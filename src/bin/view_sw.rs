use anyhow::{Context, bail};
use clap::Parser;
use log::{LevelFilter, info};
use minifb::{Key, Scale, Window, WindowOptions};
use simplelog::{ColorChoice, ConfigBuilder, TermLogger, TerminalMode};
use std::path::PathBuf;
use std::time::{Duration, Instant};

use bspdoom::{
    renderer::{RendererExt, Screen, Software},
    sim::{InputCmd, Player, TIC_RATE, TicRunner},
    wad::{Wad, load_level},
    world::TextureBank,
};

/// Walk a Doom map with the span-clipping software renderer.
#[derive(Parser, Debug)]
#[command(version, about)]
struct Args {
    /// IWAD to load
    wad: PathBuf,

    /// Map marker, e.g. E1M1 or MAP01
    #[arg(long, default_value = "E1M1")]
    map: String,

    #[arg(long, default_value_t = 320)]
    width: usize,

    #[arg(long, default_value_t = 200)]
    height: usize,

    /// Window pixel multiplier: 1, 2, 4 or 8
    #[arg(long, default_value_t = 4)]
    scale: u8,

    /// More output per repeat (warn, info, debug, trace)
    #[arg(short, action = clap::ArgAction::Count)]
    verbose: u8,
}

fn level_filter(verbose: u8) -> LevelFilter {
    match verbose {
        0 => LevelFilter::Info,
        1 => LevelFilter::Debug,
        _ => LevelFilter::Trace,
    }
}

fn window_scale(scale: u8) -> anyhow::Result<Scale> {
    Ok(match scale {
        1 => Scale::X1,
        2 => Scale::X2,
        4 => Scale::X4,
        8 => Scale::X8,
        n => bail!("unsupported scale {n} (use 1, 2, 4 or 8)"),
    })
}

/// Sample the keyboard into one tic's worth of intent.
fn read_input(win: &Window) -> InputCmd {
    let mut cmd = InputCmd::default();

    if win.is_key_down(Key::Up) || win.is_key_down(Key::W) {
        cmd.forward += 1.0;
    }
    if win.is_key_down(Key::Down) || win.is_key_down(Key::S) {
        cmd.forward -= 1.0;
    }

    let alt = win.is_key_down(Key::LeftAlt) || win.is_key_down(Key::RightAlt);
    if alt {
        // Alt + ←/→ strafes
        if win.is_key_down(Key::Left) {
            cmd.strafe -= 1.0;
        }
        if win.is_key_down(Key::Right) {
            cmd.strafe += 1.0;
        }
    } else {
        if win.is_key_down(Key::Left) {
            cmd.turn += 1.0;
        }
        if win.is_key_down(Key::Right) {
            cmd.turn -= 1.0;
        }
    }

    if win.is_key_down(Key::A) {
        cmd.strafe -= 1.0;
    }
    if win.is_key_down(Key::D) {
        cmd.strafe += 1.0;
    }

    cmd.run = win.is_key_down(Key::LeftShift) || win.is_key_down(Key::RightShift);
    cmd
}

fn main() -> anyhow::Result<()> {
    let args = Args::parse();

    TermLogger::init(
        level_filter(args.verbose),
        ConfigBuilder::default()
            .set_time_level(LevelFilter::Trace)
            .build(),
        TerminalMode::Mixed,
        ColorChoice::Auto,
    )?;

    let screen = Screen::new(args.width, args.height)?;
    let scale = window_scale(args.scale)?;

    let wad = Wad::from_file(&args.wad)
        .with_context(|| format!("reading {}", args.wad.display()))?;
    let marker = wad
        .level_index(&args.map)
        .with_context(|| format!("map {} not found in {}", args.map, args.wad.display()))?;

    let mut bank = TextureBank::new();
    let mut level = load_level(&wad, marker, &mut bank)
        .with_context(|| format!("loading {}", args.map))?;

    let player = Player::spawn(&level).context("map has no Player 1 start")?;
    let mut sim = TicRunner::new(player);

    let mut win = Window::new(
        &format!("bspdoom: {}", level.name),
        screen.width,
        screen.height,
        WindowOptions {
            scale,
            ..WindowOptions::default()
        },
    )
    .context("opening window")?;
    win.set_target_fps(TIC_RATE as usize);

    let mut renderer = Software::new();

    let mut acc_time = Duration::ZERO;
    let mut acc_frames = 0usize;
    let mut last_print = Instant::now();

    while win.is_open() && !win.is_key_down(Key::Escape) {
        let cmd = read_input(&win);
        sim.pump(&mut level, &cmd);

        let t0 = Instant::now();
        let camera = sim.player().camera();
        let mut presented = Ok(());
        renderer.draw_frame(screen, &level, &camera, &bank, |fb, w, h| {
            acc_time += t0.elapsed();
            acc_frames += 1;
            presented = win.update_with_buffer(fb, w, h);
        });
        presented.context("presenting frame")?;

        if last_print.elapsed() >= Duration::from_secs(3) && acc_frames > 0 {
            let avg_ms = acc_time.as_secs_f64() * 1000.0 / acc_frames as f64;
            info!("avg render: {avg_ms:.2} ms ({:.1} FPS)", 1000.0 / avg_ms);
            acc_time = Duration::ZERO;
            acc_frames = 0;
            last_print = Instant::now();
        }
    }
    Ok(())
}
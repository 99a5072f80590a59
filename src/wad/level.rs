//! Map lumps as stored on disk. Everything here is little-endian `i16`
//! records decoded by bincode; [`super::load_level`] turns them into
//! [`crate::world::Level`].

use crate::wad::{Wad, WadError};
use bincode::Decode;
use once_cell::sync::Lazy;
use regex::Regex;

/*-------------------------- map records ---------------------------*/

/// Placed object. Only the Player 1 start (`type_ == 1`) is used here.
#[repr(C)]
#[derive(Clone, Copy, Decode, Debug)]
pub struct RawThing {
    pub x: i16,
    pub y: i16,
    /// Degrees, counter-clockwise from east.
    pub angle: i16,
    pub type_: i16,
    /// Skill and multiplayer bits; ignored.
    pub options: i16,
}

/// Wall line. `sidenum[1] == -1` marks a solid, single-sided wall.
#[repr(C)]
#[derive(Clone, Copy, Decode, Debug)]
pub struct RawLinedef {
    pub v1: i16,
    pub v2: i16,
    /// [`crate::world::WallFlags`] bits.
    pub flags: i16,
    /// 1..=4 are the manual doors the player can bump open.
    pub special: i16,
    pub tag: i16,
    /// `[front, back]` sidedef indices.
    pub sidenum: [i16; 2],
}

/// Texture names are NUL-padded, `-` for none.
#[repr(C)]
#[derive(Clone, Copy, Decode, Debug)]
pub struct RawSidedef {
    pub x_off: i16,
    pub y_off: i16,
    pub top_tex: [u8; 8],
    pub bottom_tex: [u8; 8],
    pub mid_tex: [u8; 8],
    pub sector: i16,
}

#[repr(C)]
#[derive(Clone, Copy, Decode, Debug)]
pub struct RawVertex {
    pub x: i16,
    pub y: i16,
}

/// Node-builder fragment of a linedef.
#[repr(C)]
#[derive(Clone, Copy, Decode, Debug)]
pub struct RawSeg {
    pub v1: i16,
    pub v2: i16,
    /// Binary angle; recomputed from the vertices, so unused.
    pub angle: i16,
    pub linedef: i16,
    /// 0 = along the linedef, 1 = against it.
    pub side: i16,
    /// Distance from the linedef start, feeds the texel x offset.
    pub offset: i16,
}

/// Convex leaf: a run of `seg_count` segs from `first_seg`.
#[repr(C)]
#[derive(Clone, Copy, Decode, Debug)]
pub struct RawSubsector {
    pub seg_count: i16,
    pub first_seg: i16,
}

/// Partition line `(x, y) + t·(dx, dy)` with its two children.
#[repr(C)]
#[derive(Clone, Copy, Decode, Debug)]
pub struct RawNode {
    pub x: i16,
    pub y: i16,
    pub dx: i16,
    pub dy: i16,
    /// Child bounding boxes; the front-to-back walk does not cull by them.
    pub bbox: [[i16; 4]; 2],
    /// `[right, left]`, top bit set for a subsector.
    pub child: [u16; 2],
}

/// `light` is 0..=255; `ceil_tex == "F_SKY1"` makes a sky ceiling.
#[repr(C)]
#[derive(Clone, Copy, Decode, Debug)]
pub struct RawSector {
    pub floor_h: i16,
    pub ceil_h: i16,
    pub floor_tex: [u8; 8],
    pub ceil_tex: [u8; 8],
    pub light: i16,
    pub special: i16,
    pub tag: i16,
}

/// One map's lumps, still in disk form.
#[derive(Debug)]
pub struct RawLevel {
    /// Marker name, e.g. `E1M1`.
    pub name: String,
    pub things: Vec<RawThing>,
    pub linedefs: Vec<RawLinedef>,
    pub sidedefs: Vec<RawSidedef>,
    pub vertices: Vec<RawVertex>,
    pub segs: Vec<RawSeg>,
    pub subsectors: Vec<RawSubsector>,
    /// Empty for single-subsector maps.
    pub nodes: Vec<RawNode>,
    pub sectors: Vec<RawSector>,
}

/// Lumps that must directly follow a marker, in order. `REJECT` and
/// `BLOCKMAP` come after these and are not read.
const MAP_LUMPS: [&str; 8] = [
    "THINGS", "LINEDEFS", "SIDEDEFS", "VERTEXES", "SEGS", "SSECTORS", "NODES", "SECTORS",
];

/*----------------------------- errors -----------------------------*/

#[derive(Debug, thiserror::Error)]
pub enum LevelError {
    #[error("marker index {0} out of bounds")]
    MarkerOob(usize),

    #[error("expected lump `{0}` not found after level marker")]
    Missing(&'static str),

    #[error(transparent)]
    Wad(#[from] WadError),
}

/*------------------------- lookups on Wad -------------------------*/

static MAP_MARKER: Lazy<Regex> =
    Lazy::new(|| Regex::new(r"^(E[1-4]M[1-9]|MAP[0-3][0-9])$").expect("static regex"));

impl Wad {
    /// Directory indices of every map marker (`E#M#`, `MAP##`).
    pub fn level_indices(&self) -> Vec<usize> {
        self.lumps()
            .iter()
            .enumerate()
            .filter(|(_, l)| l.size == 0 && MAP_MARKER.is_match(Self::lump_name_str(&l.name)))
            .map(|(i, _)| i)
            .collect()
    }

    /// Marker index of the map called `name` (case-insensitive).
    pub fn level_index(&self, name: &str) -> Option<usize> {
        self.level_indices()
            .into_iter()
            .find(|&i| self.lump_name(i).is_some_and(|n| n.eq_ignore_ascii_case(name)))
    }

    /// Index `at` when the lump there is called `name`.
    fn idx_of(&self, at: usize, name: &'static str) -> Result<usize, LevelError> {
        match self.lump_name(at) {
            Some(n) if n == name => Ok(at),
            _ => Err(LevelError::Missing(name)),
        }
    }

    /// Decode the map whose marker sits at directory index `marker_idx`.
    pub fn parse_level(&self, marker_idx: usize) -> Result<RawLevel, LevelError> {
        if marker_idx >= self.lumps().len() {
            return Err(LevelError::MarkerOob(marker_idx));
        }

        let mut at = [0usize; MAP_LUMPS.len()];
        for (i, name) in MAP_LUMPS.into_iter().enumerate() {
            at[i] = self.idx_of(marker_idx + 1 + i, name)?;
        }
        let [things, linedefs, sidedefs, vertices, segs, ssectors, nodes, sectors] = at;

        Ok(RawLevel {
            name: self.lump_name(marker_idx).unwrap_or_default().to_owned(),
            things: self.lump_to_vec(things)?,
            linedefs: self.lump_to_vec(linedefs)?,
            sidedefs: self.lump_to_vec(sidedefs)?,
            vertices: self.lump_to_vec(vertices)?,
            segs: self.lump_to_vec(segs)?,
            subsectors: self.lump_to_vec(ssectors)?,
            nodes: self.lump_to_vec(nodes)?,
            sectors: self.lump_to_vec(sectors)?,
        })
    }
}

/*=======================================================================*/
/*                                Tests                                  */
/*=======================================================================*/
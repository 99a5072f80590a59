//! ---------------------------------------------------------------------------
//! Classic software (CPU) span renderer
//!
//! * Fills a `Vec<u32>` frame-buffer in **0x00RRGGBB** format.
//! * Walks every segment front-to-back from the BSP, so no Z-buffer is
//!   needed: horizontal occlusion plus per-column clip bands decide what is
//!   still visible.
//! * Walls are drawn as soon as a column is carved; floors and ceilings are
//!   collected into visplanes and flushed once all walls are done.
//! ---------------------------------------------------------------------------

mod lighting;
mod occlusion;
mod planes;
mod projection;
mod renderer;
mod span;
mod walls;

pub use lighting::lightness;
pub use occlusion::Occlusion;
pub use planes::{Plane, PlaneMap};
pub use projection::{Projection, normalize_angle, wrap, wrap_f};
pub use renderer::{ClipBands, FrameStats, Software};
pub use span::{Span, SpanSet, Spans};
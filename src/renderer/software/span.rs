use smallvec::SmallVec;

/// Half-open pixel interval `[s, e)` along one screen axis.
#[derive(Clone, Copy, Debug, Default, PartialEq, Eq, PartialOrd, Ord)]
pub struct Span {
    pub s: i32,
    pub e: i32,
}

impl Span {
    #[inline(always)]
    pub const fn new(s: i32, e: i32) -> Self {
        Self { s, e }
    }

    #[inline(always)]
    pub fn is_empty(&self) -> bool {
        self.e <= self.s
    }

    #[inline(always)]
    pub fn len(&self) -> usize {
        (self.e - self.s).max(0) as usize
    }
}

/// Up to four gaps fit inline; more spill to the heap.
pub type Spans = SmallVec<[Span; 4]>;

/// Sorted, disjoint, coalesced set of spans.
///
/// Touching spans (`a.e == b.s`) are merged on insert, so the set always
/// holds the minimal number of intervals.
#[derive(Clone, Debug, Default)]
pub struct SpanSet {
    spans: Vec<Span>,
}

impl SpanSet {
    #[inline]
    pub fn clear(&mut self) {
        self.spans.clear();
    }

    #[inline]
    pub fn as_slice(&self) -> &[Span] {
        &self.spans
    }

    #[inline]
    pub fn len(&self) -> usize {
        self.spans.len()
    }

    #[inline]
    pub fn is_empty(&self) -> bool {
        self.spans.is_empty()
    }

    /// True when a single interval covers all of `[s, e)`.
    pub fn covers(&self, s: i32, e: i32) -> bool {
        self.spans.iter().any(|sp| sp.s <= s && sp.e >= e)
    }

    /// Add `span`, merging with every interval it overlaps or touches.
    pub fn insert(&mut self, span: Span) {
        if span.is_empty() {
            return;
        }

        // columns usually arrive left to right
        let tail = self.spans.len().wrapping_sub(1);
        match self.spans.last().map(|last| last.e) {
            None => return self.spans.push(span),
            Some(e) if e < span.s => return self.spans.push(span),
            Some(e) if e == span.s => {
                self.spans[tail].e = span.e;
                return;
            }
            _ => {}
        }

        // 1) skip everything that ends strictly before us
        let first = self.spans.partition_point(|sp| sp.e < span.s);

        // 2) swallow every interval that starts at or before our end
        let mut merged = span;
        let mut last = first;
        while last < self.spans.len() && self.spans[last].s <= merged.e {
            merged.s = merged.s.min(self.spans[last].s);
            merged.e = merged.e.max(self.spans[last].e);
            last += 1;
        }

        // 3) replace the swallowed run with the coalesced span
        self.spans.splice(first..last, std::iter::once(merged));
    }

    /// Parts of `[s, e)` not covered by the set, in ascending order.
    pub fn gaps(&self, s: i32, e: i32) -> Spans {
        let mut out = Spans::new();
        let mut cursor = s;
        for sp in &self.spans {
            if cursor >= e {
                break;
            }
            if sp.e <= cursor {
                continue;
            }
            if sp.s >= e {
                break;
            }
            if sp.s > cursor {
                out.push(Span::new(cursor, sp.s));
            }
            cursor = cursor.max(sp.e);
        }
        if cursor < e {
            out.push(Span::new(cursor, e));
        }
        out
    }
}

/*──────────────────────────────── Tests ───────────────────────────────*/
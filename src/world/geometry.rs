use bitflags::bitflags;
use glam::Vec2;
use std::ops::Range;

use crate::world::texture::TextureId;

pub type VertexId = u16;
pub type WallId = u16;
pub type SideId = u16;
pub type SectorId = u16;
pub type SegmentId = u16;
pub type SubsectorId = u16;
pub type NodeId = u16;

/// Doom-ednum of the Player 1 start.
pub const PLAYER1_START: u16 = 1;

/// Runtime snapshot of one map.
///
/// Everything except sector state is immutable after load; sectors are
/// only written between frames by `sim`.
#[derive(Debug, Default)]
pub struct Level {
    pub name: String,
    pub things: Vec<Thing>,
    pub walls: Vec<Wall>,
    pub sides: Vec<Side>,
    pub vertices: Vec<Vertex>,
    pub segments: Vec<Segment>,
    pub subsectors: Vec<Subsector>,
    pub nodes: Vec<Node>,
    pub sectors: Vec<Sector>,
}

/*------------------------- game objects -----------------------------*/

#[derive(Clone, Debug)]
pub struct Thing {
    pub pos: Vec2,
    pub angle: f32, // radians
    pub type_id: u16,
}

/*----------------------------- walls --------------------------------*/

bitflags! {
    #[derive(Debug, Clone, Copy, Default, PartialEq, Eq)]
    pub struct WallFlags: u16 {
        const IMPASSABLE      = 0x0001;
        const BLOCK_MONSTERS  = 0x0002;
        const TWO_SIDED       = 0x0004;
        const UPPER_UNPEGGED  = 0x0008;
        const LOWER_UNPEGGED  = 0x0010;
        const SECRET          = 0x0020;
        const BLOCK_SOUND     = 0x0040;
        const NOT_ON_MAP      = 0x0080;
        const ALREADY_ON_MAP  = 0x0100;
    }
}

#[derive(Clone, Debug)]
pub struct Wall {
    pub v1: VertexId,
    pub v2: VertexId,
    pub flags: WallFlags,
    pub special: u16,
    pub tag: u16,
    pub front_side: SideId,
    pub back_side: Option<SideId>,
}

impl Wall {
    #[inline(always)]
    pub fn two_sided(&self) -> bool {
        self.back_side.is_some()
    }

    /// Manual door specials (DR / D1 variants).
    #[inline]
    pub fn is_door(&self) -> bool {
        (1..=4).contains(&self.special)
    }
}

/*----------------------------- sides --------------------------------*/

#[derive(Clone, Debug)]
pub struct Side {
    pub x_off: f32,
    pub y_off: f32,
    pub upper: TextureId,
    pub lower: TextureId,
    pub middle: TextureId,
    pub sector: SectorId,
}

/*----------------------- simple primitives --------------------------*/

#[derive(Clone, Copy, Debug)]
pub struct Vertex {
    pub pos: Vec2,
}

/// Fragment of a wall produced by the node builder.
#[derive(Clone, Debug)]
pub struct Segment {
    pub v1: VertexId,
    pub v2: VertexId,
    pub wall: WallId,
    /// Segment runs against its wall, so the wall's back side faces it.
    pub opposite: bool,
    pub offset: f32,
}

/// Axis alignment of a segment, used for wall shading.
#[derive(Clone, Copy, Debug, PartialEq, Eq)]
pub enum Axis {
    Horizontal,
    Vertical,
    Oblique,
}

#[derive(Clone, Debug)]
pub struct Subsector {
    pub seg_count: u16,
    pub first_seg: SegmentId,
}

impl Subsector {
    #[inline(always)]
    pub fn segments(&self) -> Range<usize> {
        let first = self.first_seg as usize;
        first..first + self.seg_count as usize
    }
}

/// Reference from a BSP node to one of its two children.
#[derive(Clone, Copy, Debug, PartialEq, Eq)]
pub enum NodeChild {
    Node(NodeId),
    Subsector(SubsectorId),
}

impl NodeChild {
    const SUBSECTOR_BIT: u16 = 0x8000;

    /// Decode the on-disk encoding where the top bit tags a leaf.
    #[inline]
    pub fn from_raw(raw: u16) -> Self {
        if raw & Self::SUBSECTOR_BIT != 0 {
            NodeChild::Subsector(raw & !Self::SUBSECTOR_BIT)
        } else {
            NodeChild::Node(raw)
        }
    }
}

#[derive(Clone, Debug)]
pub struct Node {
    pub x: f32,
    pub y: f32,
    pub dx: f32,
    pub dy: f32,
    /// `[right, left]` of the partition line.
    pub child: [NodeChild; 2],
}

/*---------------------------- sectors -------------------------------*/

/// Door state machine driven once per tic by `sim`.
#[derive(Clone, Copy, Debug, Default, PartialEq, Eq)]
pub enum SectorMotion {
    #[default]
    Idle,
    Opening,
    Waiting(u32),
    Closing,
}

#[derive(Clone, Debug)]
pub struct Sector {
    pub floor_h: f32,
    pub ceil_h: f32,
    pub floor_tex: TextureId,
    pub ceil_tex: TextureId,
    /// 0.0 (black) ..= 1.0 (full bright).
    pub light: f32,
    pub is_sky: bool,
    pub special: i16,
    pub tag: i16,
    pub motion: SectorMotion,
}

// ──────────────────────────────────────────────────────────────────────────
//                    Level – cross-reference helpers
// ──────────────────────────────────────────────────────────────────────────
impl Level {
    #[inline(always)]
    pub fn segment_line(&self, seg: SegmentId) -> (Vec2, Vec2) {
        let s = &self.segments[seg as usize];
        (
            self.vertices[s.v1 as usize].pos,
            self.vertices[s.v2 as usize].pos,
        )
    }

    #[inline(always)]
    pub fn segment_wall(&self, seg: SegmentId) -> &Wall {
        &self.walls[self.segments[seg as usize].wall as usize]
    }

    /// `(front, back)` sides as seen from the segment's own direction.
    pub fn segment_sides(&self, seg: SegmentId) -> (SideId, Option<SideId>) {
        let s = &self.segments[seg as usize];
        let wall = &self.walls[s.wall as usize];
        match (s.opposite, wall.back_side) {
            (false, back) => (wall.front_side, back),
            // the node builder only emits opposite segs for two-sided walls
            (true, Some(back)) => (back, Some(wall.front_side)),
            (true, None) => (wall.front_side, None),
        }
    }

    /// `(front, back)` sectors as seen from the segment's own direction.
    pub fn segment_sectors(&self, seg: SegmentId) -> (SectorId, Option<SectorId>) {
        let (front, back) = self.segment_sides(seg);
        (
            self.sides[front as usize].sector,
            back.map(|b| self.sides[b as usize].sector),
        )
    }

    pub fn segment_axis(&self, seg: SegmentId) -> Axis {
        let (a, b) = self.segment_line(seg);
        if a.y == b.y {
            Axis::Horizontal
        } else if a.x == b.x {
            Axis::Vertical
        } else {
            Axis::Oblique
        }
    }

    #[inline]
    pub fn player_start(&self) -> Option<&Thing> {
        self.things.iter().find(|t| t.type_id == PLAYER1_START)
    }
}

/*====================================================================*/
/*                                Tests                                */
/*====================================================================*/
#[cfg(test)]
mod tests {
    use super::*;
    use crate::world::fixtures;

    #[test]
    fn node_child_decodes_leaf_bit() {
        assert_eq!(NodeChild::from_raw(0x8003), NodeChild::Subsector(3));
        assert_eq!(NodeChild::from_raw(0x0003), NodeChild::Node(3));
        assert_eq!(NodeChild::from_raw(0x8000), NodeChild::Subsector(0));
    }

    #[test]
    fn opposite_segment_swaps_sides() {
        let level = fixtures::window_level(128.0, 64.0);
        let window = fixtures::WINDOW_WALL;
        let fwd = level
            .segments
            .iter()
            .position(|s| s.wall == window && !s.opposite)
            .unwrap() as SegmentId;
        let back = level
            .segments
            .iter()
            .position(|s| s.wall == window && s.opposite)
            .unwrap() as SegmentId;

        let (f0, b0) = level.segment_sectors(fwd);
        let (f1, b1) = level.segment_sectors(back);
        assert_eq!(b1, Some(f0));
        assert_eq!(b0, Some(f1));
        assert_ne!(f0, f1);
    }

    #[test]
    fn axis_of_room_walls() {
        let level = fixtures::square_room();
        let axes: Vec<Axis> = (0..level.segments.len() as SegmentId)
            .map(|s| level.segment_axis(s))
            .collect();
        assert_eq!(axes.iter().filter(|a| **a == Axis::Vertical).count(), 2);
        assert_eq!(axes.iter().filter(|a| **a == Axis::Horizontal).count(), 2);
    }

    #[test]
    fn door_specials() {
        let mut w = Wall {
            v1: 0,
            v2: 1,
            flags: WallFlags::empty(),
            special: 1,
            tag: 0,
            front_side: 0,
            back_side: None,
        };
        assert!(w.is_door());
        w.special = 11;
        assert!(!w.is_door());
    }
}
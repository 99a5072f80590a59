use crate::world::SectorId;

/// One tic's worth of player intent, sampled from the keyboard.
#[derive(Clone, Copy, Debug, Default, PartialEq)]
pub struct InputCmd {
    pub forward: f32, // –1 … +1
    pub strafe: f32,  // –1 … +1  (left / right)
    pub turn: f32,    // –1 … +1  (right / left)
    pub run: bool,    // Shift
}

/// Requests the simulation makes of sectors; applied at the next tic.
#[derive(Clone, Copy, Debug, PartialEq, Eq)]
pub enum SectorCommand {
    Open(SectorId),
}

□ □ □

**WHAT THE EXERCISE ASKS:** Filter the entries and copy out every line with the word "SmallVec".

**RESPONSE BELOW:**
use smallvec::SmallVec;
pub type Spans = SmallVec<[Span; 4]>;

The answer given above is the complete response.